⟨

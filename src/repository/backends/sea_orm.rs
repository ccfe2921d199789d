use async_trait::async_trait;
use chrono::Utc;
use sea_orm::{
    ActiveModelTrait, ActiveValue::NotSet, ActiveValue::Set, ColumnTrait, ConnectOptions,
    Database, DatabaseConnection, EntityTrait, PaginatorTrait, QueryFilter,
};
use tracing::{error, info, warn};

use crate::config::DatabaseConfig;
use crate::errors::{GeodiscountError, Result};
use crate::repository::models::StorageConfig;
use crate::repository::{Discount, DiscountRepository, NewDiscount, NewRetailer, Retailer};
use crate::utils::geo::{Coordinate, bounding_box};

use migration::{Migrator, MigratorTrait, entities::discount, entities::retailer};

#[derive(Clone)]
pub struct SeaOrmRepository {
    db: DatabaseConnection,
    backend_name: String,
}

impl SeaOrmRepository {
    pub async fn new(config: &DatabaseConfig) -> Result<Self> {
        if config.database_url.is_empty() {
            return Err(GeodiscountError::database_config(
                "database_url is not set".to_string(),
            ));
        }

        // 根据不同数据库类型配置连接选项
        let db = if config.backend == "sqlite" {
            Self::connect_sqlite(&config.database_url).await?
        } else {
            Self::connect_generic(config).await?
        };

        let repository = SeaOrmRepository {
            db,
            backend_name: config.backend.clone(),
        };

        // 运行迁移
        repository.run_migrations().await?;

        warn!(
            "{} Repository initialized.",
            repository.backend_name.to_uppercase()
        );
        Ok(repository)
    }

    /// 连接 SQLite 数据库（带自动创建和性能优化）
    async fn connect_sqlite(database_url: &str) -> Result<DatabaseConnection> {
        use sea_orm::SqlxSqliteConnector;
        use sea_orm::sqlx::SqlitePool;
        use sea_orm::sqlx::sqlite::{SqliteConnectOptions, SqliteJournalMode, SqliteSynchronous};
        use std::str::FromStr;

        let opt = SqliteConnectOptions::from_str(database_url)
            .map_err(|e| {
                GeodiscountError::database_config(format!("SQLite URL parse failed: {e}"))
            })?
            .create_if_missing(true)
            .journal_mode(SqliteJournalMode::Wal)
            .synchronous(SqliteSynchronous::Normal)
            .busy_timeout(std::time::Duration::from_secs(5))
            .pragma("cache_size", "-64000")
            .pragma("temp_store", "memory")
            .pragma("mmap_size", "536870912")
            .pragma("wal_autocheckpoint", "1000");

        // 使用 sqlx 的连接池
        let pool = SqlitePool::connect_with(opt).await.map_err(|e| {
            GeodiscountError::database_connection(format!(
                "Failed to connect to SQLite database: {e}"
            ))
        })?;

        // 转换为 Sea-ORM 的 DatabaseConnection
        Ok(SqlxSqliteConnector::from_sqlx_sqlite_pool(pool))
    }

    /// 连接池参数取自 database 配置段
    fn connect_options(config: &DatabaseConfig) -> ConnectOptions {
        let timeout = std::time::Duration::from_secs(config.timeout);

        let mut opt = ConnectOptions::new(config.database_url.to_owned());
        opt.max_connections(config.pool_size)
            .min_connections(config.pool_size.min(5))
            .connect_timeout(timeout)
            .acquire_timeout(timeout)
            .idle_timeout(timeout)
            .max_lifetime(timeout)
            .sqlx_logging(false);

        opt
    }

    /// 连接通用数据库（MySQL/PostgreSQL）
    async fn connect_generic(config: &DatabaseConfig) -> Result<DatabaseConnection> {
        Database::connect(Self::connect_options(config))
            .await
            .map_err(|e| {
                GeodiscountError::database_connection(format!(
                    "Failed to connect to {} database: {}",
                    config.backend.to_uppercase(),
                    e
                ))
            })
    }

    async fn run_migrations(&self) -> Result<()> {
        Migrator::up(&self.db, None)
            .await
            .map_err(|e| GeodiscountError::database_operation(format!("Migration failed: {e}")))?;

        info!("Database migrations completed");
        Ok(())
    }

    fn model_to_discount(model: discount::Model) -> Discount {
        Discount {
            id: model.id,
            retailer_id: model.retailer_id,
            description: model.description,
            discount_code: model.discount_code,
            discount_value: model.discount_value,
            is_active: model.is_active,
            expiration_date: model.expiration_date,
            coordinate: Coordinate::new(model.latitude, model.longitude),
            created_at: model.created_at,
            updated_at: model.updated_at,
        }
    }

    fn model_to_retailer(model: retailer::Model) -> Retailer {
        Retailer {
            id: model.id,
            name: model.name,
            contact_info: model.contact_info,
            coordinate: Coordinate::new(model.latitude, model.longitude),
            created_at: model.created_at,
            updated_at: model.updated_at,
        }
    }
}

#[async_trait]
impl DiscountRepository for SeaOrmRepository {
    async fn get_discount(&self, id: i64) -> Option<Discount> {
        match discount::Entity::find_by_id(id).one(&self.db).await {
            Ok(Some(model)) => Some(Self::model_to_discount(model)),
            Ok(None) => None,
            Err(e) => {
                error!("Failed to query discount {}: {}", id, e);
                None
            }
        }
    }

    async fn load_discounts(&self) -> Vec<Discount> {
        match discount::Entity::find().all(&self.db).await {
            Ok(models) => models.into_iter().map(Self::model_to_discount).collect(),
            Err(e) => {
                error!("Failed to load discounts: {}", e);
                Vec::new()
            }
        }
    }

    async fn discounts_within(&self, center: &Coordinate, radius_km: f64) -> Result<Vec<Discount>> {
        let (min_lat, max_lat, min_lon, max_lon) = bounding_box(center, radius_km);

        let models = discount::Entity::find()
            .filter(discount::Column::Latitude.between(min_lat, max_lat))
            .filter(discount::Column::Longitude.between(min_lon, max_lon))
            .filter(discount::Column::IsActive.eq(true))
            .filter(discount::Column::ExpirationDate.gt(Utc::now()))
            .all(&self.db)
            .await
            .map_err(|e| {
                GeodiscountError::database_operation(format!("Spatial discount query failed: {e}"))
            })?;

        Ok(models.into_iter().map(Self::model_to_discount).collect())
    }

    async fn insert_discount(&self, new: NewDiscount) -> Result<Discount> {
        let now = Utc::now();

        let active_model = discount::ActiveModel {
            id: NotSet,
            retailer_id: Set(new.retailer_id),
            description: Set(new.description),
            discount_code: Set(new.discount_code),
            discount_value: Set(new.discount_value),
            is_active: Set(new.is_active),
            expiration_date: Set(new.expiration_date),
            latitude: Set(new.coordinate.latitude),
            longitude: Set(new.coordinate.longitude),
            created_at: Set(now),
            updated_at: Set(now),
        };

        let model = active_model.insert(&self.db).await.map_err(|e| {
            GeodiscountError::database_operation(format!("Failed to insert discount: {e}"))
        })?;

        info!("Discount created: {}", model.discount_code);
        Ok(Self::model_to_discount(model))
    }

    async fn remove_discount(&self, id: i64) -> Result<()> {
        let result = discount::Entity::delete_by_id(id)
            .exec(&self.db)
            .await
            .map_err(|e| {
                GeodiscountError::database_operation(format!("Failed to delete discount: {e}"))
            })?;

        if result.rows_affected == 0 {
            return Err(GeodiscountError::not_found(format!(
                "Discount not found: {id}"
            )));
        }

        info!("Discount deleted: {}", id);
        Ok(())
    }

    async fn count_discounts(&self) -> Result<u64> {
        discount::Entity::find()
            .count(&self.db)
            .await
            .map_err(|e| {
                GeodiscountError::database_operation(format!("Failed to count discounts: {e}"))
            })
    }

    async fn get_retailer(&self, id: i64) -> Option<Retailer> {
        match retailer::Entity::find_by_id(id).one(&self.db).await {
            Ok(Some(model)) => Some(Self::model_to_retailer(model)),
            Ok(None) => None,
            Err(e) => {
                error!("Failed to query retailer {}: {}", id, e);
                None
            }
        }
    }

    async fn load_retailers(&self) -> Vec<Retailer> {
        match retailer::Entity::find().all(&self.db).await {
            Ok(models) => models.into_iter().map(Self::model_to_retailer).collect(),
            Err(e) => {
                error!("Failed to load retailers: {}", e);
                Vec::new()
            }
        }
    }

    async fn retailers_within(&self, center: &Coordinate, radius_km: f64) -> Result<Vec<Retailer>> {
        let (min_lat, max_lat, min_lon, max_lon) = bounding_box(center, radius_km);

        let models = retailer::Entity::find()
            .filter(retailer::Column::Latitude.between(min_lat, max_lat))
            .filter(retailer::Column::Longitude.between(min_lon, max_lon))
            .all(&self.db)
            .await
            .map_err(|e| {
                GeodiscountError::database_operation(format!("Spatial retailer query failed: {e}"))
            })?;

        Ok(models.into_iter().map(Self::model_to_retailer).collect())
    }

    async fn insert_retailer(&self, new: NewRetailer) -> Result<Retailer> {
        let now = Utc::now();

        let active_model = retailer::ActiveModel {
            id: NotSet,
            name: Set(new.name),
            contact_info: Set(new.contact_info),
            latitude: Set(new.coordinate.latitude),
            longitude: Set(new.coordinate.longitude),
            created_at: Set(now),
            updated_at: Set(now),
        };

        let model = active_model.insert(&self.db).await.map_err(|e| {
            GeodiscountError::database_operation(format!("Failed to insert retailer: {e}"))
        })?;

        info!("Retailer created: {}", model.name);
        Ok(Self::model_to_retailer(model))
    }

    async fn remove_retailer(&self, id: i64) -> Result<()> {
        let result = retailer::Entity::delete_by_id(id)
            .exec(&self.db)
            .await
            .map_err(|e| {
                GeodiscountError::database_operation(format!("Failed to delete retailer: {e}"))
            })?;

        if result.rows_affected == 0 {
            return Err(GeodiscountError::not_found(format!(
                "Retailer not found: {id}"
            )));
        }

        info!("Retailer deleted: {}", id);
        Ok(())
    }

    async fn get_backend_config(&self) -> StorageConfig {
        StorageConfig {
            storage_type: self.backend_name.clone(),
            supports_spatial_query: true,
        }
    }
}

#[cfg(test)]
mod tests {
    use super::*;

    #[test]
    fn test_connect_options_follow_database_config() {
        let config = DatabaseConfig {
            backend: "postgres".to_string(),
            database_url: "postgres://localhost/geodiscounts".to_string(),
            pool_size: 25,
            timeout: 12,
        };

        let opt = SeaOrmRepository::connect_options(&config);
        let timeout = std::time::Duration::from_secs(12);

        assert_eq!(opt.get_max_connections(), Some(25));
        assert_eq!(opt.get_connect_timeout(), Some(timeout));
        assert_eq!(opt.get_acquire_timeout(), Some(timeout));
        assert_eq!(opt.get_idle_timeout(), Some(Some(timeout)));
    }
}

⟩

:: EXERCISE BRIEF ::
Lines holding "between" in the listing above: report how many there are, with the number alone.

:: SOLUTION ::
4